Why you may want to consider spousal loans

March 18, 2016 | Last updated on March 18, 2016
3 min read

It appears that the prescribed interest rate for spousal loans will remain at its rock bottom level of 1%. Except for the fourth quarter of 2013, when it edged up to 2%, we’ve had this 1% level since April 2009.

What’s different now is that top-end tax rates have risen. A new top federal rate of 33% for income over $200,000 could motivate spouses to take action by establishing spousal loans.

Spousal loan mechanics

Our personal income tax system is based on the individual as the taxable unit, even where a mutual economic relationship exists. In the case of property gifted from one spouse to the other, attribution rules cause the transferring spouse to bear the tax liability on investment income.

However, where the transaction is structured as a loan, those attribution rules can be circumvented, allowing the borrowing spouse to record the income.

Requirements:

  • Interest payments must be made from borrower to lender during the calendar year or no later than 30 days after year-end (January 30).
  • The source of the interest payments must be the borrowing spouse’s own funds, and therefore cannot be simply capitalized to the loan or be part of a revolving loan arrangement.
  • The rate must be commercially reasonable, and be no less than the rate prescribed by income tax regulations (currently 1%).
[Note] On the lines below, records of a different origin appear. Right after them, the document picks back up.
//! Form-encoded OAuth-style token endpoint adapter.
//!
//! Talks to `POST {base_url}/token`:
//! - 200 with `access_token`, `refresh_token` (optional) and `expires_in`
//! - 202 with `challenge_name`, `session` and an optional `prompt`
//! - anything else is a rejection

use async_trait::async_trait;
use base64::Engine;
use base64::engine::general_purpose::STANDARD;
use neris_settings::{CredentialConfig, Grant};
use reqwest::StatusCode;
use serde::Deserialize;

use crate::errors::AuthError;
use crate::provider::{IdentityProvider, ProviderResponse};
use crate::redact::redact_json;
use crate::types::{MfaChallenge, ProviderConfig, TokenGrant};

/// Token endpoint path under the base URL.
const TOKEN_PATH: &str = "/token";

/// 202 payload.
#[derive(Deserialize)]
struct ChallengeBody {
    challenge_name: String,
    session: String,
    #[serde(default)]
    prompt: Option<String>,
}

/// The shipped [`IdentityProvider`]: reqwest against the API's own
/// token endpoint.
#[derive(Clone, Debug)]
pub struct TokenEndpointProvider {
    http: reqwest::Client,
    base_url: String,
    client_id: Option<String>,
    debug: bool,
}

impl TokenEndpointProvider {
    /// Adapter for `config`, sharing the caller's HTTP client.
    pub fn new(http: reqwest::Client, config: &CredentialConfig) -> Self {
        let client_id = match &config.grant {
            Some(Grant::ClientCredentials { client_id, .. }) => Some(client_id.clone()),
            _ => None,
        };
        Self {
            http,
            base_url: config.base_url.clone(),
            client_id,
            debug: config.debug,
        }
    }

    #[tracing::instrument(skip_all)]
    async fn exchange(
        &self,
        config: &ProviderConfig,
        form: &[(&str, &str)],
        basic: Option<String>,
    ) -> Result<ProviderResponse, AuthError> {
        let mut request = self.http.post(&config.token_url).form(form);
        if let Some(credentials) = &basic {
            request = request.header(reqwest::header::AUTHORIZATION, format!("Basic {credentials}"));
        }

        let resp = request.send().await?;
        let status = resp.status();
        let text = resp.text().await.unwrap_or_default();

        if self.debug {
            log_exchange(config, form, status, &text);
        }

        match status {
            StatusCode::ACCEPTED => {
                let body: ChallengeBody = serde_json::from_str(&text)
                    .map_err(|e| AuthError::MalformedResponse(format!("challenge: {e}")))?;
                tracing::info!(challenge = %body.challenge_name, "identity provider requires MFA");
                Ok(ProviderResponse::Challenge(MfaChallenge::new(
                    body.challenge_name,
                    body.session,
                    body.prompt,
                )))
            }
            s if s.is_success() => {
                let grant: TokenGrant = serde_json::from_str(&text)
                    .map_err(|e| AuthError::MalformedResponse(e.to_string()))?;
                Ok(ProviderResponse::Tokens(grant))
            }
            s => Err(AuthError::authentication(s.as_u16(), text)),
        }
    }
}

fn log_exchange(
    config: &ProviderConfig,
    form: &[(&str, &str)],
    status: StatusCode,
    text: &str,
) {
    let mut body: serde_json::Value = serde_json::from_str(text)
        .unwrap_or_else(|_| serde_json::Value::String(text.to_string()));
    redact_json(&mut body);

    // Form values carry secrets; only the grant type is recorded.
    let grant_type = form
        .iter()
        .find(|(k, _)| *k == "grant_type")
        .map_or("", |(_, v)| *v);

    let record = serde_json::json!({
        "request": {
            "url": config.token_url,
            "method": "POST",
            "grant_type": grant_type,
        },
        "response": {
            "status": status.as_u16(),
            "body": body,
        },
    });
    tracing::info!(target: neris_logging::DEBUG_TARGET, record = %record, "token endpoint exchange");
}

fn basic_credentials(client_id: &str, client_secret: &str) -> String {
    STANDARD.encode(format!("{client_id}:{client_secret}"))
}

#[async_trait]
impl IdentityProvider for TokenEndpointProvider {
    async fn provider_config(&self) -> Result<ProviderConfig, AuthError> {
        Ok(ProviderConfig {
            token_url: format!("{}{TOKEN_PATH}", self.base_url),
            client_id: self.client_id.clone(),
        })
    }

    async fn acquire(
        &self,
        config: &ProviderConfig,
        grant: &Grant,
    ) -> Result<ProviderResponse, AuthError> {
        match grant {
            Grant::ClientCredentials {
                client_id,
                client_secret,
            } => {
                let form = [("grant_type", "client_credentials")];
                self.exchange(config, &form, Some(basic_credentials(client_id, client_secret)))
                    .await
            }
            Grant::Password { username, password } => {
                let form = [
                    ("grant_type", "password"),
                    ("username", username.as_str()),
                    ("password", password.as_str()),
                ];
                self.exchange(config, &form, None).await
            }
            Grant::RefreshToken { refresh_token } => {
                let form = [
                    ("grant_type", "refresh_token"),
                    ("refresh_token", refresh_token.as_str()),
                ];
                self.exchange(config, &form, None).await
            }
        }
    }

    async fn refresh(
        &self,
        config: &ProviderConfig,
        grant: &Grant,
        refresh_token: &str,
    ) -> Result<ProviderResponse, AuthError> {
        let form = [
            ("grant_type", "refresh_token"),
            ("refresh_token", refresh_token),
        ];
        let basic = match grant {
            Grant::ClientCredentials {
                client_id,
                client_secret,
            } => Some(basic_credentials(client_id, client_secret)),
            _ => None,
        };
        self.exchange(config, &form, basic).await
    }

    async fn respond_to_challenge(
        &self,
        config: &ProviderConfig,
        grant: &Grant,
        challenge: &MfaChallenge,
        code: &str,
    ) -> Result<ProviderResponse, AuthError> {
        let Some(username) = grant.username() else {
            return Err(AuthError::UnsupportedChallenge(challenge.name.clone()));
        };
        let form = [
            ("grant_type", challenge.name.as_str()),
            ("username", username),
            ("session", challenge.session.as_str()),
            (challenge.name.as_str(), code),
        ];
        self.exchange(config, &form, None).await
    }
}

// ─────────────────────────────────────────────────────────────────────────────
// Tests
// ─────────────────────────────────────────────────────────────────────────────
The prescribed rate is calculated as the average yield of Government of Canada 3-month T-Bills auctioned in the first month of the preceding quarter, rounded up to the next whole percentage. Those auction rates were under half a percentage point this January, leaving the prescribed rate at 1% for the April-June quarter.

So long as the loan is properly serviced, it may remain outstanding indefinitely at the rate established at the outset.

Benefits

Consider $1 million loaned at 1% between spouses in the province of Alberta. Ignoring current market rates, assume it will earn 4% interest income.

The top federal bracket has increased from 29% to 33% for income over $200,000. The top provincial rate went from 10% to 15% on income over $300,000, taking the top combined rate from 39% to 48%. The borrowing spouse has an income of $50,000, thus benefiting from the 1.5% middle class tax cut, for a combined rate of 30.5%.

Absent the loan, the higher-income spouse would pay $19,200 tax on $40,000 interest income.

By using the loan, the borrower deducts the $10,000 spousal loan interest, arriving at $30,000 net income and a $9,150 tax bill. The lender owes $4,800 on the spousal loan interest, for total tax of $13,950 between them. That is a $5,250 savings.

In this example, the annual after-tax savings is about 0.5%. But it’s unlikely a loan like this would be set up for interest investing alone; actual savings will vary with the type of return generated.

If the lower-income spouse has zero income, his new investment income would cause a corresponding reduction/elimination in the amount the higher-income spouse could claim for the spousal credit.

A few other items of note. If a spouse borrows to invest in an investment that only generates unrealized capital gains, keep in mind that the investment is not generating income to pay the interest on the loan. Also, in the case of professionals or other business owners (prime candidates for spousal loans), dividend sprinkling is often used for income splitting, so a spousal loan could be layered on top of that.